In Rasouli, the issue is whether doctors can withdraw life support from a patient in a vegetative state without the consent of the substitute decision-maker, where the doctors are of the opinion that there is no realistic hope of medical recovery and the patient is not receiving any medical benefit from life support. Consent to do so has been refused by the patient’s spouse. Under s. 21 of the Ontario Health Care Consent Act (the “Act”), a person designated as a substitute decision-maker may exercise a right to consent or refuse treatment on behalf of a patient, provided they have followed the steps set out in that section. Where the medical practitioner proposing the treatment consented to or refused disagrees with the decision of the substitute decision-maker, he or she may apply to the Consent and Capacity Board established by the Act (the “Board”) for a determination whether the substitute decision-maker has complied with s. 21.
Here, the medical practitioners contend that the withdrawal of life support does not constitute “treatment” under the Act where life support provides no medical benefit to the patient. Therefore, it is argued that withdrawal in this instance is not “treatment” and consent of the substitute decision-maker is not required. In this instance, the doctors propose to withdraw life support and to institute palliative care until the patient passes away.
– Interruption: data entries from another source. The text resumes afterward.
//! Column renaming and light normalization applied to each input before filtering.

use std::collections::{BTreeMap, HashSet};

use serde::Deserialize;

use crate::error::{ReconError, ReconResult};
use crate::types::{DataSet, DataType, Value};

/// String normalization switches.
#[derive(Debug, Clone, Default, PartialEq, Eq, Deserialize)]
pub struct Normalize {
    /// Trim surrounding whitespace in every string column.
    #[serde(default)]
    pub trim_strings: bool,
    /// Upper-case these columns. Non-string values are converted to their text form first.
    #[serde(default)]
    pub upper_case: Vec<String>,
}

/// Per-input sanitize step.
#[derive(Debug, Clone, Default, PartialEq, Eq, Deserialize)]
pub struct SanitizeSpec {
    /// Old name to new name.
    #[serde(default)]
    pub rename: BTreeMap<String, String>,
    #[serde(default)]
    pub normalize: Normalize,
    /// Keep only these columns, in this order. Names that do not exist are ignored.
    #[serde(default)]
    pub select: Vec<String>,
}

/// Apply rename, then trim, then upper-case, then select.
pub fn sanitize(dataset: &DataSet, spec: Option<&SanitizeSpec>) -> ReconResult<DataSet> {
    let Some(spec) = spec else {
        return Ok(dataset.clone());
    };

    let mut out = rename(dataset, &spec.rename)?;

    if spec.normalize.trim_strings {
        let string_cols: Vec<usize> = (0..out.schema.fields.len())
            .filter(|&i| out.schema.fields[i].data_type == DataType::Utf8)
            .collect();
        out = out.map_rows(|row| {
            let mut row = row.to_vec();
            for &i in &string_cols {
                if let Value::Utf8(s) = &row[i] {
                    row[i] = Value::Utf8(s.trim().to_string());
                }
            }
            row
        });
    }

    let upper: Vec<usize> = spec
        .normalize
        .upper_case
        .iter()
        .filter_map(|c| out.schema.index_of(c))
        .collect();
    if !upper.is_empty() {
        out = out.map_rows(|row| {
            let mut row = row.to_vec();
            for &i in &upper {
                row[i] = match &row[i] {
                    Value::Null => Value::Null,
                    Value::Utf8(s) => Value::Utf8(s.to_uppercase()),
                    other => Value::Utf8(other.to_string().to_uppercase()),
                };
            }
            row
        });
        for &i in &upper {
            out.schema.fields[i].data_type = DataType::Utf8;
        }
    }

    if !spec.select.is_empty() {
        out = out.select(&spec.select);
    }
    Ok(out)
}

fn rename(dataset: &DataSet, mapping: &BTreeMap<String, String>) -> ReconResult<DataSet> {
    if mapping.is_empty() {
        return Ok(dataset.clone());
    }
    let mut out = dataset.clone();
    for field in &mut out.schema.fields {
        if let Some(new) = mapping.get(&field.name) {
            field.name = new.clone();
        }
    }
    let mut seen = HashSet::new();
    for name in out.schema.field_names() {
        if !seen.insert(name) {
            return Err(ReconError::config(format!(
                "sanitize.rename: more than one column named '{name}'"
            )));
        }
    }
    Ok(out)
}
The Court of Appeal disagreed with the medical practitioners’ position and dismissed the appeal. However, it did so on fairly narrow grounds. While sympathetic to the concern of the medical practitioners that there may be no benefit to continued life support, the Court held that the administration of palliative care is treatment under the Act and is inextricably intertwined with and results from the withdrawal of life support. Therefore, the Court could not separate the two and found that withdrawal of life support in this situation is also “treatment”. Consent of the substitute decision-maker to withdrawal is therefore required. If the medical practitioners disagree with the decision of the substitute decision-maker, they must take the matter to the Board.
Right or wrong, the Court of Appeal appears to have been more comfortable leaving the matter in the hands of the expedited process before the Consent and Capacity Board, adding that since its establishment 15 years ago, the Board seems to have worked well. Some medical practitioners may take a different view given the choice to continue to appeal this matter. The Court added that the ability of medical practitioners to go to the Board acts as a form of “safety valve” for doctors. In what appears to be an expression of surprise at the position of the medical practitioners in this case, the Court stated further that it believes doctors would see the Board procedure as a good thing, rather than “an impediment to their professional independence and autonomy”.
The reality of the situation is that, whatever the Supreme Court decides, medical scenarios similar to that of Mr. Rasouli will almost always be decided properly between family, the patient’s doctors and, if necessary, through counselling. Beyond the obvious importance of the case to the Rasouli family, it will be interesting to gauge the impact of the decision in the context of public policy. A web search referencing the decision renders disparate opinions, ranging from those of anti-euthanasia groups to advocates of a right to a dignified death. One thing is certain, while there is law governing these decisions, they are not well suited to the courtroom.